» **Instructions for the task**: Would you print each of the entries below precisely as given?

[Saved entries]

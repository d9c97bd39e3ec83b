//! Storage for finished hands.
//!
//! Records are flat text keyed by hand id, so a single table (or a vector)
//! is all either backend needs.
use std::path::Path;
use std::sync::{Mutex, MutexGuard, RwLock};

use holdem_engine::logger::HandHistory;
use rusqlite::{params, Connection, OptionalExtension};
use thiserror::Error;

pub trait HistoryRepository: Send + Sync {
    /// Stores a finished hand. Ids are unique.
    fn save(&self, history: &HandHistory) -> Result<(), HistoryError>;

    fn get(&self, id: &str) -> Result<Option<HandHistory>, HistoryError>;

    /// All stored hands, oldest first.
    fn list(&self) -> Result<Vec<HandHistory>, HistoryError>;
}

#[derive(Debug, Default)]
pub struct MemoryHistory {
    hands: RwLock<Vec<HandHistory>>,
}

impl MemoryHistory {
    pub fn new() -> Self {
        Self::default()
    }
}

impl HistoryRepository for MemoryHistory {
    fn save(&self, history: &HandHistory) -> Result<(), HistoryError> {
        let mut hands = self
            .hands
            .write()
            .map_err(|_| HistoryError::StoragePoisoned)?;
        if hands.iter().any(|h| h.id == history.id) {
            return Err(HistoryError::Duplicate(history.id.clone()));
        }
        hands.push(history.clone());
        Ok(())
    }

    fn get(&self, id: &str) -> Result<Option<HandHistory>, HistoryError> {
        let hands = self
            .hands
            .read()
            .map_err(|_| HistoryError::StoragePoisoned)?;
        Ok(hands.iter().find(|h| h.id == id).cloned())
    }

    fn list(&self) -> Result<Vec<HandHistory>, HistoryError> {
        self.hands
            .read()
            .map(|hands| hands.clone())
            .map_err(|_| HistoryError::StoragePoisoned)
    }
}

/// SQLite-backed history. One connection, serialized behind a mutex.
#[derive(Debug)]
pub struct SqliteHistory {
    conn: Mutex<Connection>,
}

const SCHEMA: &str = "CREATE TABLE IF NOT EXISTS hands (
    id TEXT NOT NULL PRIMARY KEY,
    stack TEXT NOT NULL,
    hands TEXT NOT NULL,
    actions TEXT NOT NULL,
    result TEXT NOT NULL,
    ts TEXT
)";

impl SqliteHistory {
    /// Opens (or creates) the database at `path`, creating parent
    /// directories as needed.
    pub fn open(path: impl AsRef<Path>) -> Result<Self, HistoryError> {
        let path = path.as_ref();
        if let Some(parent) = path.parent() {
            if !parent.as_os_str().is_empty() {
                std::fs::create_dir_all(parent).map_err(|e| {
                    HistoryError::Storage(format!(
                        "failed to create directory for {}: {}",
                        path.display(),
                        e
                    ))
                })?;
            }
        }
        let conn = Connection::open(path)?;
        Self::with_connection(conn)
    }

    pub fn in_memory() -> Result<Self, HistoryError> {
        Self::with_connection(Connection::open_in_memory()?)
    }

    fn with_connection(conn: Connection) -> Result<Self, HistoryError> {
        conn.execute(SCHEMA, [])?;
        Ok(Self {
            conn: Mutex::new(conn),
        })
    }

    fn conn(&self) -> Result<MutexGuard<'_, Connection>, HistoryError> {
        self.conn.lock().map_err(|_| HistoryError::StoragePoisoned)
    }

    fn from_row(row: &rusqlite::Row<'_>) -> rusqlite::Result<HandHistory> {
        Ok(HandHistory {
            id: row.get(0)?,
            main_info: row.get(1)?,
            dealt: row.get(2)?,
            actions: row.get(3)?,
            result: row.get(4)?,
            ts: row.get(5)?,
        })
    }
}

impl HistoryRepository for SqliteHistory {
    fn save(&self, history: &HandHistory) -> Result<(), HistoryError> {
        let conn = self.conn()?;
        conn.execute(
            "INSERT INTO hands (id, stack, hands, actions, result, ts)
             VALUES (?1, ?2, ?3, ?4, ?5, ?6)",
            params![
                &history.id,
                &history.main_info,
                &history.dealt,
                &history.actions,
                &history.result,
                &history.ts
            ],
        )
        .map_err(|e| {
            if is_constraint_violation(&e) {
                HistoryError::Duplicate(history.id.clone())
            } else {
                HistoryError::from(e)
            }
        })?;
        Ok(())
    }

    fn get(&self, id: &str) -> Result<Option<HandHistory>, HistoryError> {
        let conn = self.conn()?;
        let found = conn
            .query_row(
                "SELECT id, stack, hands, actions, result, ts FROM hands WHERE id = ?1",
                params![id],
                Self::from_row,
            )
            .optional()?;
        Ok(found)
    }

    fn list(&self) -> Result<Vec<HandHistory>, HistoryError> {
        let conn = self.conn()?;
        let mut stmt =
            conn.prepare("SELECT id, stack, hands, actions, result, ts FROM hands ORDER BY rowid")?;
        let rows = stmt.query_map([], Self::from_row)?;
        let mut hands = Vec::new();
        for row in rows {
            hands.push(row?);
        }
        Ok(hands)
    }
}

fn is_constraint_violation(err: &rusqlite::Error) -> bool {
    matches!(
        err,
        rusqlite::Error::SqliteFailure(info, _)
            if info.code == rusqlite::ErrorCode::ConstraintViolation
    )
}

#[derive(Debug, Error)]
pub enum HistoryError {
    #[error("History storage failure: {0}")]
    Storage(String),
    #[error("Hand {0} is already recorded")]
    Duplicate(String),
    #[error("History storage poisoned")]
    StoragePoisoned,
}

impl From<rusqlite::Error> for HistoryError {
    fn from(e: rusqlite::Error) -> Self {
        HistoryError::Storage(e.to_string())
    }
}

impl crate::errors::IntoErrorResponse for HistoryError {
    fn status_code(&self) -> warp::http::StatusCode {
        use warp::http::StatusCode;
        match self {
            HistoryError::Duplicate(_) => StatusCode::CONFLICT,
            HistoryError::Storage(_) | HistoryError::StoragePoisoned => {
                StatusCode::INTERNAL_SERVER_ERROR
            }
        }
    }

    fn error_code(&self) -> &'static str {
        match self {
            HistoryError::Duplicate(_) => "duplicate_hand",
            HistoryError::Storage(_) | HistoryError::StoragePoisoned => "persistence_failure",
        }
    }

    fn error_message(&self) -> String {
        self.to_string()
    }

    fn severity(&self) -> crate::errors::ErrorSeverity {
        use crate::errors::ErrorSeverity;
        match self {
            HistoryError::StoragePoisoned => ErrorSeverity::Critical,
            HistoryError::Storage(_) => ErrorSeverity::Server,
            HistoryError::Duplicate(_) => ErrorSeverity::Client,
        }
    }
}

» **Written solution**:
repository d9c97bd39e3ec83b
//! Storage for finished hands.
//!
//! Records are flat text keyed by hand id, so a single table (or a vector)
//! is all either backend needs.
use std::path::Path;
use std::sync::{Mutex, MutexGuard, RwLock};

use holdem_engine::logger::HandHistory;
use rusqlite::{params, Connection, OptionalExtension};
use thiserror::Error;

pub trait HistoryRepository: Send + Sync {
    /// Stores a finished hand. Ids are unique.
    fn save(&self, history: &HandHistory) -> Result<(), HistoryError>;

    fn get(&self, id: &str) -> Result<Option<HandHistory>, HistoryError>;

    /// All stored hands, oldest first.
    fn list(&self) -> Result<Vec<HandHistory>, HistoryError>;
}

#[derive(Debug, Default)]
pub struct MemoryHistory {
    hands: RwLock<Vec<HandHistory>>,
}

impl MemoryHistory {
    pub fn new() -> Self {
        Self::default()
    }
}

impl HistoryRepository for MemoryHistory {
    fn save(&self, history: &HandHistory) -> Result<(), HistoryError> {
        let mut hands = self
            .hands
            .write()
            .map_err(|_| HistoryError::StoragePoisoned)?;
        if hands.iter().any(|h| h.id == history.id) {
            return Err(HistoryError::Duplicate(history.id.clone()));
        }
        hands.push(history.clone());
        Ok(())
    }

    fn get(&self, id: &str) -> Result<Option<HandHistory>, HistoryError> {
        let hands = self
            .hands
            .read()
            .map_err(|_| HistoryError::StoragePoisoned)?;
        Ok(hands.iter().find(|h| h.id == id).cloned())
    }

    fn list(&self) -> Result<Vec<HandHistory>, HistoryError> {
        self.hands
            .read()
            .map(|hands| hands.clone())
            .map_err(|_| HistoryError::StoragePoisoned)
    }
}

/// SQLite-backed history. One connection, serialized behind a mutex.
#[derive(Debug)]
pub struct SqliteHistory {
    conn: Mutex<Connection>,
}

const SCHEMA: &str = "CREATE TABLE IF NOT EXISTS hands (
    id TEXT NOT NULL PRIMARY KEY,
    stack TEXT NOT NULL,
    hands TEXT NOT NULL,
    actions TEXT NOT NULL,
    result TEXT NOT NULL,
    ts TEXT
)";

impl SqliteHistory {
    /// Opens (or creates) the database at `path`, creating parent
    /// directories as needed.
    pub fn open(path: impl AsRef<Path>) -> Result<Self, HistoryError> {
        let path = path.as_ref();
        if let Some(parent) = path.parent() {
            if !parent.as_os_str().is_empty() {
                std::fs::create_dir_all(parent).map_err(|e| {
                    HistoryError::Storage(format!(
                        "failed to create directory for {}: {}",
                        path.display(),
                        e
                    ))
                })?;
            }
        }
        let conn = Connection::open(path)?;
        Self::with_connection(conn)
    }

    pub fn in_memory() -> Result<Self, HistoryError> {
        Self::with_connection(Connection::open_in_memory()?)
    }

    fn with_connection(conn: Connection) -> Result<Self, HistoryError> {
        conn.execute(SCHEMA, [])?;
        Ok(Self {
            conn: Mutex::new(conn),
        })
    }

    fn conn(&self) -> Result<MutexGuard<'_, Connection>, HistoryError> {
        self.conn.lock().map_err(|_| HistoryError::StoragePoisoned)
    }

    fn from_row(row: &rusqlite::Row<'_>) -> rusqlite::Result<HandHistory> {
        Ok(HandHistory {
            id: row.get(0)?,
            main_info: row.get(1)?,
            dealt: row.get(2)?,
            actions: row.get(3)?,
            result: row.get(4)?,
            ts: row.get(5)?,
        })
    }
}

impl HistoryRepository for SqliteHistory {
    fn save(&self, history: &HandHistory) -> Result<(), HistoryError> {
        let conn = self.conn()?;
        conn.execute(
            "INSERT INTO hands (id, stack, hands, actions, result, ts)
             VALUES (?1, ?2, ?3, ?4, ?5, ?6)",
            params![
                &history.id,
                &history.main_info,
                &history.dealt,
                &history.actions,
                &history.result,
                &history.ts
            ],
        )
        .map_err(|e| {
            if is_constraint_violation(&e) {
                HistoryError::Duplicate(history.id.clone())
            } else {
                HistoryError::from(e)
            }
        })?;
        Ok(())
    }

    fn get(&self, id: &str) -> Result<Option<HandHistory>, HistoryError> {
        let conn = self.conn()?;
        let found = conn
            .query_row(
                "SELECT id, stack, hands, actions, result, ts FROM hands WHERE id = ?1",
                params![id],
                Self::from_row,
            )
            .optional()?;
        Ok(found)
    }

    fn list(&self) -> Result<Vec<HandHistory>, HistoryError> {
        let conn = self.conn()?;
        let mut stmt =
            conn.prepare("SELECT id, stack, hands, actions, result, ts FROM hands ORDER BY rowid")?;
        let rows = stmt.query_map([], Self::from_row)?;
        let mut hands = Vec::new();
        for row in rows {
            hands.push(row?);
        }
        Ok(hands)
    }
}

fn is_constraint_violation(err: &rusqlite::Error) -> bool {
    matches!(
        err,
        rusqlite::Error::SqliteFailure(info, _)
            if info.code == rusqlite::ErrorCode::ConstraintViolation
    )
}

#[derive(Debug, Error)]
pub enum HistoryError {
    #[error("History storage failure: {0}")]
    Storage(String),
    #[error("Hand {0} is already recorded")]
    Duplicate(String),
    #[error("History storage poisoned")]
    StoragePoisoned,
}

impl From<rusqlite::Error> for HistoryError {
    fn from(e: rusqlite::Error) -> Self {
        HistoryError::Storage(e.to_string())
    }
}

impl crate::errors::IntoErrorResponse for HistoryError {
    fn status_code(&self) -> warp::http::StatusCode {
        use warp::http::StatusCode;
        match self {
            HistoryError::Duplicate(_) => StatusCode::CONFLICT,
            HistoryError::Storage(_) | HistoryError::StoragePoisoned => {
                StatusCode::INTERNAL_SERVER_ERROR
            }
        }
    }

    fn error_code(&self) -> &'static str {
        match self {
            HistoryError::Duplicate(_) => "duplicate_hand",
            HistoryError::Storage(_) | HistoryError::StoragePoisoned => "persistence_failure",
        }
    }

    fn error_message(&self) -> String {
        self.to_string()
    }

    fn severity(&self) -> crate::errors::ErrorSeverity {
        use crate::errors::ErrorSeverity;
        match self {
            HistoryError::StoragePoisoned => ErrorSeverity::Critical,
            HistoryError::Storage(_) => ErrorSeverity::Server,
            HistoryError::Duplicate(_) => ErrorSeverity::Client,
        }
    }
}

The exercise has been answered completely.